Charles Johnson and Dr. Sean Warnick, Computer Science Department
In complicated interconnected systems the consequences resulting from shocks (the effects resulting from causes) are difficult to anticipate. Yet, the vast interconnection of digital age technology with critical infrastructure systems and other elements of the physical world exposes human convenience, property and safety to distant shocks. Understanding models of interconnected and interrelated systems is more relevant than ever.
Modelers of complicated interconnected systems must strike a careful balance between including relevant system features and compacting non-essential features into simple mathematical relations. For systems that may be modeled linearly (a common modeling assumption) this balance may be struck by building a network (a system that you could graphically represent with something that looks like a brainstorm) and placing linear systems (more mathematical models) on the links of the graph. Measurable elements of interest in a system (which we refer to as observables) become nodes (circles in the brainstorm diagram) and the interrelationships of these observable objects are compacted into the link weights (the lines on the brainstorm diagram). We represent these graphs (brainstorm like diagrams) with an adjacency matrix with rational complex valued functions as its entries (a separate mathematical model). This model is referred to as the Dynamical Structure Function (DSF). At its inception the DSF was used to reconstruct dynamical networks, especially biological networks. DSFs have a certain structural ambiguity.
From dynamical structure functions one may answer several network security questions tied to the structure of the system itself. Where could attackers cause the most harm? What could an attacker with access to one section of the system do to a target on the other side of the system?
Previous work has defined a measure for vulnerability of such systems. My work provides theory to complement some of the network security and analysis attributes of the DSF. I compare two notions of relationship between nodes on DSFs: net path and net effect. The former has a special role in understanding how one can build equivalent but simpler (having fewer nodes) networks to represent the same system. The latter has been used in conjunction with the Small Gain Theorem (an important mathematical result) to develop destabilizing attacks on these networks. Observables are checkpoints the limit measurement of effect when calculating the net path. On the other hand, the net effect considers the closed-loop system between observables in which feedback through observables is taken in to account. My work demonstrates some cases when these distinct notions are equivalent.

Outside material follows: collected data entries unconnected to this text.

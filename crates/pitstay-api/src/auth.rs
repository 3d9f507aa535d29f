use std::sync::Arc;

use argon2::{Argon2, PasswordHash, PasswordHasher, PasswordVerifier, password_hash::{SaltString, rand_core::OsRng}};
use axum::{Json, extract::State, http::StatusCode, response::IntoResponse};
use jsonwebtoken::{EncodingKey, Header, encode};
use tracing::info;
use uuid::Uuid;

use pitstay_core::{
    BookingEngine, BookingPolicy, Clock, MessagingService, NotificationService, PointsLedger,
    SystemClock,
};
use pitstay_db::Database;
use pitstay_gateway::Dispatcher;
use pitstay_types::api::{Claims, LoginRequest, LoginResponse, RegisterRequest, RegisterResponse};
use pitstay_types::events::ChangeSink;

use crate::error::ApiError;

pub type AppState = Arc<AppStateInner>;

pub struct AppStateInner {
    pub db: Arc<Database>,
    pub jwt_secret: String,
    pub dispatcher: Dispatcher,
    pub engine: BookingEngine,
    pub ledger: PointsLedger,
    pub messaging: MessagingService,
    pub notifications: NotificationService,
}

impl AppStateInner {
    /// Wire every service to the same store, change sink and wall clock.
    pub fn new(db: Arc<Database>, dispatcher: Dispatcher, jwt_secret: String, policy: BookingPolicy) -> Self {
        Self::with_clock(db, dispatcher, jwt_secret, policy, Arc::new(SystemClock))
    }

    pub fn with_clock(
        db: Arc<Database>,
        dispatcher: Dispatcher,
        jwt_secret: String,
        policy: BookingPolicy,
        clock: Arc<dyn Clock>,
    ) -> Self {
        let sink: Arc<dyn ChangeSink> = Arc::new(dispatcher.clone());
        Self {
            engine: BookingEngine::new(db.clone(), sink.clone(), clock.clone(), policy),
            ledger: PointsLedger::new(db.clone(), sink.clone(), clock.clone()),
            messaging: MessagingService::new(db.clone(), sink.clone(), clock.clone()),
            notifications: NotificationService::new(db.clone(), sink, clock),
            db,
            jwt_secret,
            dispatcher,
        }
    }
}

pub async fn register(
    State(state): State<AppState>,
    Json(req): Json<RegisterRequest>,
) -> Result<impl IntoResponse, ApiError> {
    // Validate input
    if req.username.len() < 3 || req.username.len() > 32 {
        return Err(ApiError::BadRequest("username must be 3 to 32 characters".into()));
    }
    if req.password.len() < 8 {
        return Err(ApiError::BadRequest("password must be at least 8 characters".into()));
    }

    // Check if username is taken
    if state.db.get_user_by_username(&req.username)?.is_some() {
        return Err(ApiError::UsernameTaken);
    }

    // Hash password with Argon2id
    let salt = SaltString::generate(&mut OsRng);
    let password_hash = Argon2::default()
        .hash_password(req.password.as_bytes(), &salt)
        .map_err(|e| anyhow::anyhow!("password hashing failed: {e}"))?
        .to_string();

    let user_id = Uuid::new_v4();
    state.db.create_user(user_id, &req.username, &password_hash)?;

    let token = create_token(&state.jwt_secret, user_id, &req.username)?;
    info!(%user_id, username = %req.username, "user registered");

    Ok((StatusCode::CREATED, Json(RegisterResponse { user_id, token })))
}

pub async fn login(
    State(state): State<AppState>,
    Json(req): Json<LoginRequest>,
) -> Result<impl IntoResponse, ApiError> {
    let user = state
        .db
        .get_user_by_username(&req.username)?
        .ok_or(ApiError::Unauthenticated)?;

    // Verify password
    let parsed_hash = PasswordHash::new(&user.password)
        .map_err(|e| anyhow::anyhow!("stored password hash is malformed: {e}"))?;

    Argon2::default()
        .verify_password(req.password.as_bytes(), &parsed_hash)
        .map_err(|_| ApiError::Unauthenticated)?;

    let user_id: Uuid = user
        .id
        .parse()
        .map_err(|e| anyhow::anyhow!("stored user id is malformed: {e}"))?;

    let token = create_token(&state.jwt_secret, user_id, &user.username)?;

    Ok(Json(LoginResponse { user_id, username: user.username, token }))
}

pub fn create_token(secret: &str, user_id: Uuid, username: &str) -> anyhow::Result<String> {
    let claims = Claims {
        sub: user_id,
        username: username.to_string(),
        exp: (chrono::Utc::now() + chrono::Duration::days(30)).timestamp() as usize,
    };

    let token = encode(
        &Header::default(),
        &claims,
        &EncodingKey::from_secret(secret.as_bytes()),
    )?;

    Ok(token)
}
use axum::{
    extract::{Request, State},
    http::header,
    middleware::Next,
    response::Response,
};
use jsonwebtoken::{DecodingKey, Validation, decode};

use pitstay_types::api::Claims;

use crate::auth::AppState;
use crate::error::ApiError;

/// Decode and validate a bearer token.
pub fn decode_token(secret: &str, token: &str) -> Option<Claims> {
    decode::<Claims>(
        token,
        &DecodingKey::from_secret(secret.as_bytes()),
        &Validation::default(),
    )
    .ok()
    .map(|data| data.claims)
}

/// Extract and validate JWT from Authorization header.
pub async fn require_auth(
    State(state): State<AppState>,
    mut req: Request,
    next: Next,
) -> Result<Response, ApiError> {
    let auth_header = req
        .headers()
        .get(header::AUTHORIZATION)
        .and_then(|v| v.to_str().ok())
        .ok_or(ApiError::Unauthenticated)?;

    let token = auth_header
        .strip_prefix("Bearer ")
        .ok_or(ApiError::Unauthenticated)?;

    let claims = decode_token(&state.jwt_secret, token).ok_or(ApiError::Unauthenticated)?;

    req.extensions_mut().insert(claims);
    Ok(next.run(req).await)
}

My approach was mathematical in nature. I carefully defined net path and net effect. I then used these definitions and other accepted mathematical facts to prove theorems. From these results I proved corollaries.

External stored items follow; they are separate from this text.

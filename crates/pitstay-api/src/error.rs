use axum::{
    Json,
    http::StatusCode,
    response::{IntoResponse, Response},
};
use tracing::error;

use pitstay_core::BookingError;
use pitstay_types::api::{ErrorBody, ErrorKind};

/// Every error a handler can return. Rendered as `ErrorBody` JSON.
#[derive(Debug, thiserror::Error)]
pub enum ApiError {
    #[error(transparent)]
    Domain(#[from] BookingError),

    #[error("missing or invalid bearer token")]
    Unauthenticated,

    #[error("{0}")]
    BadRequest(String),

    #[error("username is already taken")]
    UsernameTaken,

    #[error(transparent)]
    Internal(#[from] anyhow::Error),
}

impl ApiError {
    fn status_and_kind(&self) -> (StatusCode, ErrorKind) {
        match self {
            ApiError::Domain(e) => {
                let kind = e.kind();
                let status = match kind {
                    ErrorKind::Validation => StatusCode::BAD_REQUEST,
                    ErrorKind::InsufficientPoints => StatusCode::UNPROCESSABLE_ENTITY,
                    ErrorKind::Unauthorized => StatusCode::FORBIDDEN,
                    ErrorKind::NotFound => StatusCode::NOT_FOUND,
                    ErrorKind::InvalidTransition | ErrorKind::Conflict => StatusCode::CONFLICT,
                    ErrorKind::Expired => StatusCode::GONE,
                    ErrorKind::Server => StatusCode::INTERNAL_SERVER_ERROR,
                };
                (status, kind)
            }
            ApiError::Unauthenticated => (StatusCode::UNAUTHORIZED, ErrorKind::Unauthorized),
            ApiError::BadRequest(_) => (StatusCode::BAD_REQUEST, ErrorKind::Validation),
            ApiError::UsernameTaken => (StatusCode::CONFLICT, ErrorKind::Conflict),
            ApiError::Internal(_) => (StatusCode::INTERNAL_SERVER_ERROR, ErrorKind::Server),
        }
    }
}

impl IntoResponse for ApiError {
    fn into_response(self) -> Response {
        let (status, kind) = self.status_and_kind();
        let message = if kind == ErrorKind::Server {
            error!("Internal Server Error: {:#}", self);
            "Internal Server Error".to_string()
        } else {
            self.to_string()
        };

        (status, Json(ErrorBody { error: message, kind })).into_response()
    }
}

/// Run synchronous store work off the async runtime.
pub(crate) async fn run_blocking<T, F>(f: F) -> Result<T, ApiError>
where
    F: FnOnce() -> Result<T, BookingError> + Send + 'static,
    T: Send + 'static,
{
    tokio::task::spawn_blocking(f)
        .await
        .map_err(|e| {
            error!("spawn_blocking join error: {}", e);
            ApiError::Internal(anyhow::anyhow!("blocking task failed"))
        })?
        .map_err(ApiError::from)
}

#[cfg(test)]
mod tests {
    use super::*;
    use pitstay_types::models::BookingStatus;

    #[test]
    fn domain_errors_map_to_distinct_statuses() {
        let cases = [
            (BookingError::validation("bad"), StatusCode::BAD_REQUEST),
            (BookingError::InsufficientPoints { balance: 1, required: 2 }, StatusCode::UNPROCESSABLE_ENTITY),
            (BookingError::unauthorized("no"), StatusCode::FORBIDDEN),
            (
                BookingError::InvalidTransition { from: BookingStatus::Completed, to: BookingStatus::Cancelled },
                StatusCode::CONFLICT,
            ),
            (
                BookingError::Conflict { expected: BookingStatus::Pending, actual: BookingStatus::Accepted },
                StatusCode::CONFLICT,
            ),
            (BookingError::Expired { deadline: chrono::Utc::now() }, StatusCode::GONE),
        ];
        for (err, status) in cases {
            assert_eq!(ApiError::from(err).into_response().status(), status);
        }
    }

    #[test]
    fn missing_token_is_401_not_403() {
        assert_eq!(ApiError::Unauthenticated.into_response().status(), StatusCode::UNAUTHORIZED);
    }
}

I proved two theorems and two corollaries that express how individual net effects may be computed in terms of net paths.
The net effect is a more complete notion of cause and effect in the mathematical modes which we explore. However, computing it is very difficult. On the other hand, the net path is simpler to compute but it currently has fewer applications as it is a less complete notion of effect in networks. These results need further refinement to change the order of magnitude of these computations, however, connecting these notions is a contribution to the budding DSF theory.

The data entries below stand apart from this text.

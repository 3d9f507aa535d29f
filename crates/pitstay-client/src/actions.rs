//! User actions. Each booking mutation claims the booking in the in-flight
//! registry, sends the status it last saw, and re-fetches on `Conflict`.

use std::future::Future;

use chrono::Utc;
use tracing::{info, warn};
use uuid::Uuid;

use pitstay_types::api::{BookingResponse, CancelRequest, RespondRequest, SendMessageRequest, TransitionGuard};
use pitstay_types::models::{HostResponse, Message, MessageType, Party};

use crate::broker::{PendingSend, RealtimeSyncBroker, SyncInner, lock};
use crate::error::{ClientError, Result};

/// One user intent on one booking. Retrying the same `Intent` after a
/// network failure is safe: the server replays it instead of applying it
/// twice.
#[derive(Debug, Clone, PartialEq, Eq)]
pub struct Intent {
    pub booking_id: Uuid,
    pub request_id: String,
}

impl Intent {
    pub fn new(booking_id: Uuid) -> Self {
        Self { booking_id, request_id: Uuid::new_v4().to_string() }
    }

    fn step(&self, name: &str) -> String {
        format!("{}:{}", self.request_id, name)
    }
}

#[derive(Debug, Clone)]
pub enum SendOutcome {
    Sent(Message),
    /// Offline. The message stays visible as a placeholder and is resent
    /// with the same `client_ref` on reconnect.
    Queued { client_ref: String },
}

impl SyncInner {
    async fn run_transition<F, Fut>(&self, booking_id: Uuid, request_id: String, op: F) -> Result<BookingResponse>
    where
        F: FnOnce(TransitionGuard) -> Fut,
        Fut: Future<Output = Result<BookingResponse>>,
    {
        let guard = TransitionGuard {
            expected_status: self.bookings.read(|c| c.get(booking_id).map(|b| b.status)),
            request_id: Some(request_id),
        };

        match op(guard).await {
            Ok(resp) => {
                self.bookings.update(|c| c.upsert(resp.booking.clone()));
                Ok(resp)
            }
            Err(ClientError::Conflict(msg)) => {
                warn!(%booking_id, "conflict, re-fetching booking");
                match self.api.booking(booking_id).await {
                    Ok(fresh) => {
                        self.bookings.update(|c| c.upsert(fresh));
                    }
                    Err(e) => warn!(%booking_id, "re-fetch after conflict failed: {}", e),
                }
                Err(ClientError::Conflict(msg))
            }
            Err(e) => Err(e),
        }
    }
}

impl RealtimeSyncBroker {
    async fn guarded<F, Fut>(&self, intent: &Intent, step: &str, op: F) -> Result<BookingResponse>
    where
        F: FnOnce(TransitionGuard) -> Fut,
        Fut: Future<Output = Result<BookingResponse>>,
    {
        let _busy = self
            .inner
            .inflight
            .try_acquire(intent.booking_id)
            .ok_or(ClientError::Busy(intent.booking_id))?;
        self.inner.run_transition(intent.booking_id, intent.step(step), op).await
    }

    /// Host accepts or rejects a pending request.
    pub async fn respond(
        &self,
        intent: &Intent,
        response: HostResponse,
        message: Option<String>,
    ) -> Result<BookingResponse> {
        let api = self.inner.api.clone();
        let booking_id = intent.booking_id;
        self.guarded(intent, "respond", move |guard| async move {
            api.respond(booking_id, &RespondRequest { response, message, guard }).await
        })
        .await
    }

    pub async fn confirm(&self, intent: &Intent) -> Result<BookingResponse> {
        let api = self.inner.api.clone();
        let booking_id = intent.booking_id;
        self.guarded(intent, "confirm", move |guard| async move { api.confirm(booking_id, &guard).await })
            .await
    }

    pub async fn cancel(&self, intent: &Intent, cancelled_by: Party) -> Result<BookingResponse> {
        let api = self.inner.api.clone();
        let booking_id = intent.booking_id;
        self.guarded(intent, "cancel", move |guard| async move {
            api.cancel(booking_id, &CancelRequest { cancelled_by, guard }).await
        })
        .await
    }

    pub async fn complete(&self, intent: &Intent) -> Result<BookingResponse> {
        let api = self.inner.api.clone();
        let booking_id = intent.booking_id;
        self.guarded(intent, "complete", move |guard| async move { api.complete(booking_id, &guard).await })
            .await
    }

    /// Accept then confirm as two awaited calls with a grace delay between
    /// them. The booking stays claimed for the whole sequence.
    pub async fn accept_and_confirm(&self, intent: &Intent, message: Option<String>) -> Result<BookingResponse> {
        let booking_id = intent.booking_id;
        let _busy = self
            .inner
            .inflight
            .try_acquire(booking_id)
            .ok_or(ClientError::Busy(booking_id))?;

        let api = self.inner.api.clone();
        self.inner
            .run_transition(booking_id, intent.step("respond"), move |guard| async move {
                api.respond(booking_id, &RespondRequest { response: HostResponse::Accepted, message, guard })
                    .await
            })
            .await?;

        tokio::time::sleep(self.inner.config.confirm_grace).await;

        let api = self.inner.api.clone();
        self.inner
            .run_transition(booking_id, intent.step("confirm"), move |guard| async move {
                api.confirm(booking_id, &guard).await
            })
            .await
    }

    /// Send a message. It appears at once as a placeholder keyed by its
    /// `client_ref`; the server echo replaces it.
    pub async fn send_message(&self, booking_id: Uuid, text: &str) -> Result<SendOutcome> {
        let text = text.trim();
        if text.is_empty() {
            return Err(ClientError::Validation("message cannot be empty".into()));
        }
        let sender_id = self.inner.user()?;

        let pending = PendingSend {
            booking_id,
            text: text.to_string(),
            client_ref: Uuid::new_v4().to_string(),
        };
        let placeholder = Message {
            id: Uuid::new_v4(),
            booking_id,
            sender_id,
            message: pending.text.clone(),
            message_type: MessageType::Text,
            client_ref: Some(pending.client_ref.clone()),
            read: false,
            created_at: Utc::now(),
        };
        let conversation = self.inner.track_conversation(booking_id);
        conversation.update(|c| c.set_optimistic(pending.client_ref.clone(), placeholder));

        let req = SendMessageRequest { message: pending.text.clone(), client_ref: Some(pending.client_ref.clone()) };
        match self.inner.api.send_message(booking_id, &req).await {
            Ok(resp) => {
                conversation.update(|c| c.upsert(resp.message.clone()));
                Ok(SendOutcome::Sent(resp.message))
            }
            Err(ClientError::Network(e)) => {
                info!(%booking_id, client_ref = %pending.client_ref, "offline, message queued: {}", e);
                let client_ref = pending.client_ref.clone();
                lock(&self.inner.pending_sends).push(pending);
                Ok(SendOutcome::Queued { client_ref })
            }
            Err(e) => {
                conversation.update(|c| c.clear_optimistic(&pending.client_ref));
                Err(e)
            }
        }
    }

    /// Whether an action on this booking is still in flight.
    pub fn is_busy(&self, booking_id: Uuid) -> bool {
        self.inner.inflight.is_busy(booking_id)
    }

    /// Number of messages still waiting for a connection.
    pub fn queued_messages(&self) -> usize {
        lock(&self.inner.pending_sends).len()
    }

    pub async fn mark_conversation_read(&self, booking_id: Uuid) -> Result<usize> {
        Ok(self.inner.api.mark_conversation_read(booking_id).await?.updated)
    }
}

The hidden systems from one observable to another may be represented by a single transfer function (a basic mathematical model). I leveraged this result and its flexibility in representing systems. My project aimed to clearly present and motivate the net path and net effect in linear dynamical networks. I hope that these conditions will facilitate an understanding of how variables of interest affect each other in these networks. I repeat the overview from my introduction below.
In one sense we may think of the net path as being an open-loop measurement of effect in the linear dynamical network. Observables are checkpoints the limit measurement of effect when calculating the net path. On the other hand, the net effect considers the closed-loop system between observables in which feedback through observables is taken in to account. The relationship between the net path and net effect not only clarifies each other’s respective roles in thinking about complicated interconnected systems, but also demonstrates when one can use the more computationally feasible net path to understand the more thorough notion of net effect.